TASK OBJECTIVE. Needed from the data below: all lines that contain the word "Money".

==== PROVIDED INFORMATION

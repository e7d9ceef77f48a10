//! Outbound events — the only thing the lifecycle pushes to the world.

use std::fmt;

use patron_core::{CustomerId, DeskId, ItemId, Money, Point3, ProductId, ShelfId};
use patron_shop::Receipt;

use crate::state::Phase;

/// Why a customer headed for the door.
#[derive(Debug, Clone, Copy, PartialEq, Eq, Hash)]
#[cfg_attr(feature = "serde", derive(serde::Serialize, serde::Deserialize))]
pub enum LeaveReason {
    /// Paid and done.
    Purchased,
    /// Nothing bought; nothing owed.
    EmptyHanded,
    /// The shop closed around them before they could finish.
    StoreClosing,
    /// Gave up waiting at the till.
    CheckoutTimeout,
}

impl LeaveReason {
    pub fn name(self) -> &'static str {
        match self {
            LeaveReason::Purchased => "purchased",
            LeaveReason::EmptyHanded => "empty-handed",
            LeaveReason::StoreClosing => "store-closing",
            LeaveReason::CheckoutTimeout => "checkout-timeout",
        }
    }
}

impl fmt::Display for LeaveReason {
    fn fmt(&self, f: &mut fmt::Formatter<'_>) -> fmt::Result {
        f.write_str(self.name())
    }
}

/// One observable thing a customer did.
///
/// Events are appended to a per-tick buffer during [`crate::Customer::tick`]
/// and drained by the orchestrator, which forwards them to observers. They
/// are facts, not commands: nothing reacts to an event inside the
/// lifecycle itself.
#[derive(Debug, Clone, PartialEq)]
pub enum CustomerEvent {
    /// A lifecycle transition, in transition-table order.
    StateChanged { customer: CustomerId, from: Phase, to: Phase },

    /// An item came off a shelf into this customer's cart.
    ItemClaimed {
        customer: CustomerId,
        item: ItemId,
        product: ProductId,
        price: Money,
        shelf: ShelfId,
    },

    /// A checkout transaction completed.
    Purchased { customer: CustomerId, receipt: Receipt },

    /// The customer abandoned a till after waiting out their patience.
    CheckoutTimedOut { customer: CustomerId, desk: DeskId, waited_ticks: u64 },

    /// No checkout desk exists; the sale completed in degraded mode.
    CheckoutSkipped { customer: CustomerId, total: Money, items: u32 },

    /// A destination was given up after the full recovery ladder.
    MovementFailed { customer: CustomerId, to: Point3 },

    /// The customer reached the exit and despawned.
    Departed { customer: CustomerId, reason: LeaveReason, spent: Money, items: u32 },

    /// The customer could not reach the exit and was removed in place.
    Stranded { customer: CustomerId },
}

impl CustomerEvent {
    /// The customer this event belongs to.
    pub fn customer(&self) -> CustomerId {
        match *self {
            CustomerEvent::StateChanged { customer, .. }
            | CustomerEvent::ItemClaimed { customer, .. }
            | CustomerEvent::Purchased { customer, .. }
            | CustomerEvent::CheckoutTimedOut { customer, .. }
            | CustomerEvent::CheckoutSkipped { customer, .. }
            | CustomerEvent::MovementFailed { customer, .. }
            | CustomerEvent::Departed { customer, .. }
            | CustomerEvent::Stranded { customer } => customer,
        }
    }

    /// Stable snake_case tag, used as the event column in output rows.
    pub fn kind(&self) -> &'static str {
        match self {
            CustomerEvent::StateChanged { .. } => "state_changed",
            CustomerEvent::ItemClaimed { .. } => "item_claimed",
            CustomerEvent::Purchased { .. } => "purchased",
            CustomerEvent::CheckoutTimedOut { .. } => "checkout_timed_out",
            CustomerEvent::CheckoutSkipped { .. } => "checkout_skipped",
            CustomerEvent::MovementFailed { .. } => "movement_failed",
            CustomerEvent::Departed { .. } => "departed",
            CustomerEvent::Stranded { .. } => "stranded",
        }
    }
}

impl fmt::Display for CustomerEvent {
    /// Human-readable detail, without the customer id (callers prepend it).
    fn fmt(&self, f: &mut fmt::Formatter<'_>) -> fmt::Result {
        match self {
            CustomerEvent::StateChanged { from, to, .. } => write!(f, "{from} -> {to}"),
            CustomerEvent::ItemClaimed { item, product, price, shelf, .. } => {
                write!(f, "claimed {item} ({product}, {price}) from {shelf}")
            }
            CustomerEvent::Purchased { receipt, .. } => write!(
                f,
                "paid {} for {} item(s) at {}",
                receipt.total,
                receipt.item_count(),
                receipt.desk
            ),
            CustomerEvent::CheckoutTimedOut { desk, waited_ticks, .. } => {
                write!(f, "gave up on {desk} after {waited_ticks} ticks")
            }
            CustomerEvent::CheckoutSkipped { total, items, .. } => {
                write!(f, "no desk; took {items} item(s) worth {total}")
            }
            CustomerEvent::MovementFailed { to, .. } => write!(f, "could not reach {to}"),
            CustomerEvent::Departed { reason, spent, items, .. } => {
                write!(f, "departed {reason}, spent {spent} on {items} item(s)")
            }
            CustomerEvent::Stranded { .. } => f.write_str("stranded"),
        }
    }
}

========

EXPECTED ANSWER.
use patron_core::{CustomerId, DeskId, ItemId, Money, Point3, ProductId, ShelfId};
        price: Money,
    CheckoutSkipped { customer: CustomerId, total: Money, items: u32 },
    Departed { customer: CustomerId, reason: LeaveReason, spent: Money, items: u32 },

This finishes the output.